To make this book easier to read, certain items appear in certain fonts. Class names, method names, and function names appear in a bold, fixed-width font. Class names start with capital letters and method names start with lowercase letters. In this book, method and function names are formatted the same for simplicity’s sake. For example, “In the loadView method of the BNRRexViewController class, use the NSLog function to print the value to the console.”

Variables, constants, types, and file names appear in a fixed-width font but are not bold. So you will see, “The variable fido will be of type float. Initialize it to M_PI.”

Menu choices and buttons appear in the default font in a slight reduced size. For example, “Open Xcode and select New Project... from the File menu. Select Window-based Application and then click Choose....”

All code blocks are in a fixed-width font. Code that you need to type in is always bold. For example, in the following code, you would type in everything but the first and last lines. (Those lines are already in the code and appear here to let you know where to add the new stuff.)

@interface BNRQuizViewController ()

@property (nonatomic, weak) IBOutlet UILabel *questionLabel;

@property (nonatomic, weak) IBOutlet UILabel *answerLabel;

@end

Necessary Hardware and Software

You can only develop iOS apps on an Intel Mac. You will need to download Apple’s iOS SDK, which includes Xcode (Apple’s Integrated Development Environment), the iOS simulator, and other development tools.

You should join Apple’s iOS Developer Program, which costs $99/year, for three reasons:

·        Downloading the latest developer tools is free for members.

·        Only signed apps will run on a device, and only members can sign apps. If you want to test your app on your device, you will need to join.

·        You cannot put an app in the store until you are a member.

If you are going to take the time to work through this entire book, membership in the iOS Developer Program is, without question, worth the cost. Go to http://developer.apple.com/programs/ios/ to join.

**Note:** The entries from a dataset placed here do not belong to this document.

//! Deck construction and dealing.

use rand::seq::SliceRandom;
use rand_chacha::ChaCha8Rng;

use crate::card::{Card, DECK_SIZE, SUITS};
use crate::error::DeckError;
use crate::hand::DEFAULT_ACE_VALUE;

/// Configuration options for a deck.
///
/// Use the builder pattern to customize options:
///
/// ```
/// use bjlearn::DeckOptions;
///
/// let options = DeckOptions::default().with_repeats(6).with_shuffle(false);
/// assert_eq!(options.repeats, 6);
/// ```
#[derive(Debug, Clone, Copy, PartialEq, Eq)]
pub struct DeckOptions {
    /// Whether to shuffle the deck after building it.
    pub shuffle: bool,
    /// Number of 52-card decks combined.
    pub repeats: u8,
    /// The value an ace is counted as before soft reduction (11 or 1).
    pub ace_value: u8,
}

impl Default for DeckOptions {
    fn default() -> Self {
        Self {
            shuffle: true,
            repeats: 1,
            ace_value: DEFAULT_ACE_VALUE,
        }
    }
}

impl DeckOptions {
    /// Sets whether the deck is shuffled.
    #[must_use]
    pub const fn with_shuffle(mut self, shuffle: bool) -> Self {
        self.shuffle = shuffle;
        self
    }

    /// Sets the number of 52-card decks combined.
    ///
    /// # Example
    ///
    /// ```
    /// use bjlearn::DeckOptions;
    ///
    /// let options = DeckOptions::default().with_repeats(2);
    /// assert_eq!(options.repeats, 2);
    /// ```
    #[must_use]
    pub const fn with_repeats(mut self, repeats: u8) -> Self {
        self.repeats = repeats;
        self
    }

    /// Sets the ace value (11 or 1).
    #[must_use]
    pub const fn with_ace_value(mut self, ace_value: u8) -> Self {
        self.ace_value = ace_value;
        self
    }
}

/// A shoe of one or more shuffled 52-card decks.
#[derive(Debug, Clone)]
pub struct Deck {
    cards: Vec<Card>,
    ace_value: u8,
}

impl Deck {
    /// Builds a deck from the given options, shuffling with the supplied rng.
    #[must_use]
    pub fn new(options: DeckOptions, rng: &mut ChaCha8Rng) -> Self {
        let repeats = options.repeats.max(1);
        let mut cards = Vec::with_capacity(repeats as usize * DECK_SIZE);

        for _ in 0..repeats {
            for suit in SUITS {
                for rank in 1..=13 {
                    cards.push(Card::new(suit, rank));
                }
            }
        }

        if options.shuffle {
            cards.shuffle(rng);
        }

        Self {
            cards,
            ace_value: options.ace_value,
        }
    }

    /// Removes and returns the next card.
    ///
    /// # Errors
    ///
    /// Returns [`DeckError::Exhausted`] when no cards remain. Callers that
    /// must always produce a card catch this and rebuild a fresh deck.
    pub fn deal_card(&mut self) -> Result<Card, DeckError> {
        self.cards.pop().ok_or(DeckError::Exhausted)
    }

    /// Returns the number of cards remaining.
    #[must_use]
    pub fn remaining(&self) -> usize {
        self.cards.len()
    }

    /// Returns whether the deck is out of cards.
    #[must_use]
    pub fn is_empty(&self) -> bool {
        self.cards.is_empty()
    }

    /// Returns the ace value this deck plays with.
    #[must_use]
    pub const fn ace_value(&self) -> u8 {
        self.ace_value
    }
}
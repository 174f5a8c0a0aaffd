//! Error types for deck, table, parsing, and persistence operations.

use thiserror::Error;

use crate::state::{State, StateAction};

/// Errors that can occur when dealing from a deck.
#[derive(Debug, Clone, Copy, PartialEq, Eq, Error)]
pub enum DeckError {
    /// No cards left in the deck.
    #[error("no cards left in the deck")]
    Exhausted,
}

/// Errors raised by lookups in a table presumed exhaustive.
///
/// The policy, action-value, and return tables are fully populated over the
/// state space at construction, so a miss means the state-space bounds are
/// misconfigured. This is fatal and carries the offending key for diagnosis.
#[derive(Debug, Clone, Copy, PartialEq, Error)]
pub enum TableError {
    /// A state is missing from the policy table.
    #[error("no policy entry for state ({0}); state-space bounds are misconfigured")]
    UnknownState(State),
    /// A state-action pair is missing from the action-value or return table.
    #[error("no value entry for state-action ({0}); state-space bounds are misconfigured")]
    UnknownStateAction(StateAction),
}

/// Error parsing an action name.
#[derive(Debug, Clone, PartialEq, Eq, Error)]
#[error("`{input}` is not a valid action (expected `hit` or `stay`)")]
pub struct ParseActionError {
    /// The rejected input.
    pub input: String,
}

/// Error parsing a serialized table key back into a state tuple.
#[derive(Debug, Clone, PartialEq, Eq, Error)]
#[error("malformed table key `{input}`")]
pub struct ParseKeyError {
    /// The rejected key.
    pub input: String,
}

/// Errors that can occur while saving or loading an agent's tables.
#[derive(Debug, Error)]
pub enum PersistError {
    /// Reading or writing a table file failed.
    #[error("table file i/o failed: {0}")]
    Io(#[from] std::io::Error),
    /// A table document could not be encoded or decoded.
    #[error("table document is not valid json: {0}")]
    Json(#[from] serde_json::Error),
    /// A serialized key did not round-trip to a state tuple.
    #[error(transparent)]
    Key(#[from] ParseKeyError),
    /// A serialized policy entry named an unknown action.
    #[error(transparent)]
    Action(#[from] ParseActionError),
}
//! Round outcome and scorekeeping types.

use serde::Serialize;

/// Terminal reward for one player at the end of a round.
#[derive(Debug, Clone, Copy, PartialEq, Eq, Hash)]
pub enum Reward {
    /// Player beat the dealer: +1.
    Win,
    /// Tie: 0.
    Push,
    /// Player lost: -1.
    Loss,
}

impl Reward {
    /// Returns the numeric reward value.
    #[must_use]
    pub const fn value(self) -> f64 {
        match self {
            Self::Win => 1.0,
            Self::Push => 0.0,
            Self::Loss => -1.0,
        }
    }
}

/// Final totals of a completed round, dealer first.
#[derive(Debug, Clone, PartialEq, Eq)]
pub struct RoundOutcome {
    /// The dealer's final hand total.
    pub dealer_total: u8,
    /// Each player's final hand total, in seating order.
    pub player_totals: Vec<u8>,
}

impl RoundOutcome {
    /// Returns whether the dealer busted.
    #[must_use]
    pub const fn dealer_bust(&self) -> bool {
        self.dealer_total > 21
    }
}

/// Win/push/loss tally for one player across a game.
#[derive(Debug, Clone, Copy, Default, PartialEq, Eq, Serialize)]
pub struct PlayerScore {
    /// Rounds won.
    pub wins: u32,
    /// Rounds pushed.
    pub pushes: u32,
    /// Rounds lost.
    pub losses: u32,
}

/// Per-player tallies across every round of a game.
#[derive(Debug, Clone, PartialEq, Eq, Serialize)]
pub struct Scoreboard {
    players: Vec<PlayerScore>,
}

impl Scoreboard {
    /// Creates a scoreboard for the given number of players.
    #[must_use]
    pub fn new(players: usize) -> Self {
        Self {
            players: vec![PlayerScore::default(); players],
        }
    }

    /// Records a round result for the player at `index`.
    pub fn record(&mut self, index: usize, reward: Reward) {
        if let Some(score) = self.players.get_mut(index) {
            match reward {
                Reward::Win => score.wins += 1,
                Reward::Push => score.pushes += 1,
                Reward::Loss => score.losses += 1,
            }
        }
    }

    /// Returns the per-player scores in seating order.
    #[must_use]
    pub fn players(&self) -> &[PlayerScore] {
        &self.players
    }
}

What about iOS devices? Most of the applications you will develop in the first half of the book are for the iPhone, but you will be able to run them on an iPad. On the iPad screen, iPhone applications appear in an iPhone-sized window. Not a compelling use of the iPad, but that is okay when you are starting with iOS. In these first chapters, you will be focused on learning the fundamentals of the iOS SDK, and these are the same across iOS devices. Later in the book, we will look at some iPad-only options and how to make applications run natively on both iOS device families.

Excited yet? Good. Let’s get started.